TASK DIRECTIONS: Your task is to repeat the entries exactly from their first line through the line with "pub use features::FeatureSet;", and to stop there.

RECORD EXCERPTS:
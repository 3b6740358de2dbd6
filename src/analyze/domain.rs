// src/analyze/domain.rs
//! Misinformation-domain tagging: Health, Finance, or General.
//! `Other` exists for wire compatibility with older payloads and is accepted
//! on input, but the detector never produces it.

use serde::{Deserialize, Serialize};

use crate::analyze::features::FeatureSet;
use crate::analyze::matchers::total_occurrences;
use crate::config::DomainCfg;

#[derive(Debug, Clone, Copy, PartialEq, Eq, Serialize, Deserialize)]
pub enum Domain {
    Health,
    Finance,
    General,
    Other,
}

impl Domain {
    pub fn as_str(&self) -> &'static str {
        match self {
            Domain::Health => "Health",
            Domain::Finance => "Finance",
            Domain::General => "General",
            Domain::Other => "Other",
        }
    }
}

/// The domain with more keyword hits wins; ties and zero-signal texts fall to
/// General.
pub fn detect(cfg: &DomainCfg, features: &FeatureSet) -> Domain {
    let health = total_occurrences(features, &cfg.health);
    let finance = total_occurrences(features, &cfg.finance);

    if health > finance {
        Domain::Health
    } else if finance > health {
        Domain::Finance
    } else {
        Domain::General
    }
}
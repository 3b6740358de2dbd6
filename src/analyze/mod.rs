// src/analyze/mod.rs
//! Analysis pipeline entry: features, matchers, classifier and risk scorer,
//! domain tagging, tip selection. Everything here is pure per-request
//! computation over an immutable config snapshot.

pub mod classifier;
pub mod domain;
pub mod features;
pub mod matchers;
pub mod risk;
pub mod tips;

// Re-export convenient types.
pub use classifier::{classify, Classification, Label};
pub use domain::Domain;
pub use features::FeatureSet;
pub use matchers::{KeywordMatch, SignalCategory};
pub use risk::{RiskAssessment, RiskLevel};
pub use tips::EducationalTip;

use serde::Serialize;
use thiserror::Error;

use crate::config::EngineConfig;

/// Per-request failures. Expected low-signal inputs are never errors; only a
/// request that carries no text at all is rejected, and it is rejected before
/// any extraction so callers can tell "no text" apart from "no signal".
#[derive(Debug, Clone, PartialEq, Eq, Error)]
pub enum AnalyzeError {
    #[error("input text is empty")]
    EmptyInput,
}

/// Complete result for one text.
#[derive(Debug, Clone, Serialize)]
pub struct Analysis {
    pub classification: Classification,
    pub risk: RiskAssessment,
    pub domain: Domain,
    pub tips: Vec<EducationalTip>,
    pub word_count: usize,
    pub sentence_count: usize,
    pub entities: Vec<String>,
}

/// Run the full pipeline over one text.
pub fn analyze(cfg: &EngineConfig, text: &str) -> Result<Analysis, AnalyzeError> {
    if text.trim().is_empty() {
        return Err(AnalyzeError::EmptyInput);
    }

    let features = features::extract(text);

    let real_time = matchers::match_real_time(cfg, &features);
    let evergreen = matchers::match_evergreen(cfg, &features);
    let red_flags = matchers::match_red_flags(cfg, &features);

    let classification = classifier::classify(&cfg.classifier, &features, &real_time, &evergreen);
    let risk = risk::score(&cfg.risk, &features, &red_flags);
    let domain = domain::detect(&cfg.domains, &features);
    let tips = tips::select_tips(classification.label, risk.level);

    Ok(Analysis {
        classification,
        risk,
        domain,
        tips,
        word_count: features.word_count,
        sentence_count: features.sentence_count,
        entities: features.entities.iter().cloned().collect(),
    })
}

YOUR SOLUTION:
repository 3b6740358de2dbd6
filename src/analyze/domain.rs
// src/analyze/domain.rs
//! Misinformation-domain tagging: Health, Finance, or General.
//! `Other` exists for wire compatibility with older payloads and is accepted
//! on input, but the detector never produces it.

use serde::{Deserialize, Serialize};

use crate::analyze::features::FeatureSet;
use crate::analyze::matchers::total_occurrences;
use crate::config::DomainCfg;

#[derive(Debug, Clone, Copy, PartialEq, Eq, Serialize, Deserialize)]
pub enum Domain {
    Health,
    Finance,
    General,
    Other,
}

impl Domain {
    pub fn as_str(&self) -> &'static str {
        match self {
            Domain::Health => "Health",
            Domain::Finance => "Finance",
            Domain::General => "General",
            Domain::Other => "Other",
        }
    }
}

/// The domain with more keyword hits wins; ties and zero-signal texts fall to
/// General.
pub fn detect(cfg: &DomainCfg, features: &FeatureSet) -> Domain {
    let health = total_occurrences(features, &cfg.health);
    let finance = total_occurrences(features, &cfg.finance);

    if health > finance {
        Domain::Health
    } else if finance > health {
        Domain::Finance
    } else {
        Domain::General
    }
}
repository 3b6740358de2dbd6
filename src/analyze/mod.rs
// src/analyze/mod.rs
//! Analysis pipeline entry: features, matchers, classifier and risk scorer,
//! domain tagging, tip selection. Everything here is pure per-request
//! computation over an immutable config snapshot.

pub mod classifier;
pub mod domain;
pub mod features;
pub mod matchers;
pub mod risk;
pub mod tips;

// Re-export convenient types.
pub use classifier::{classify, Classification, Label};
pub use domain::Domain;
pub use features::FeatureSet;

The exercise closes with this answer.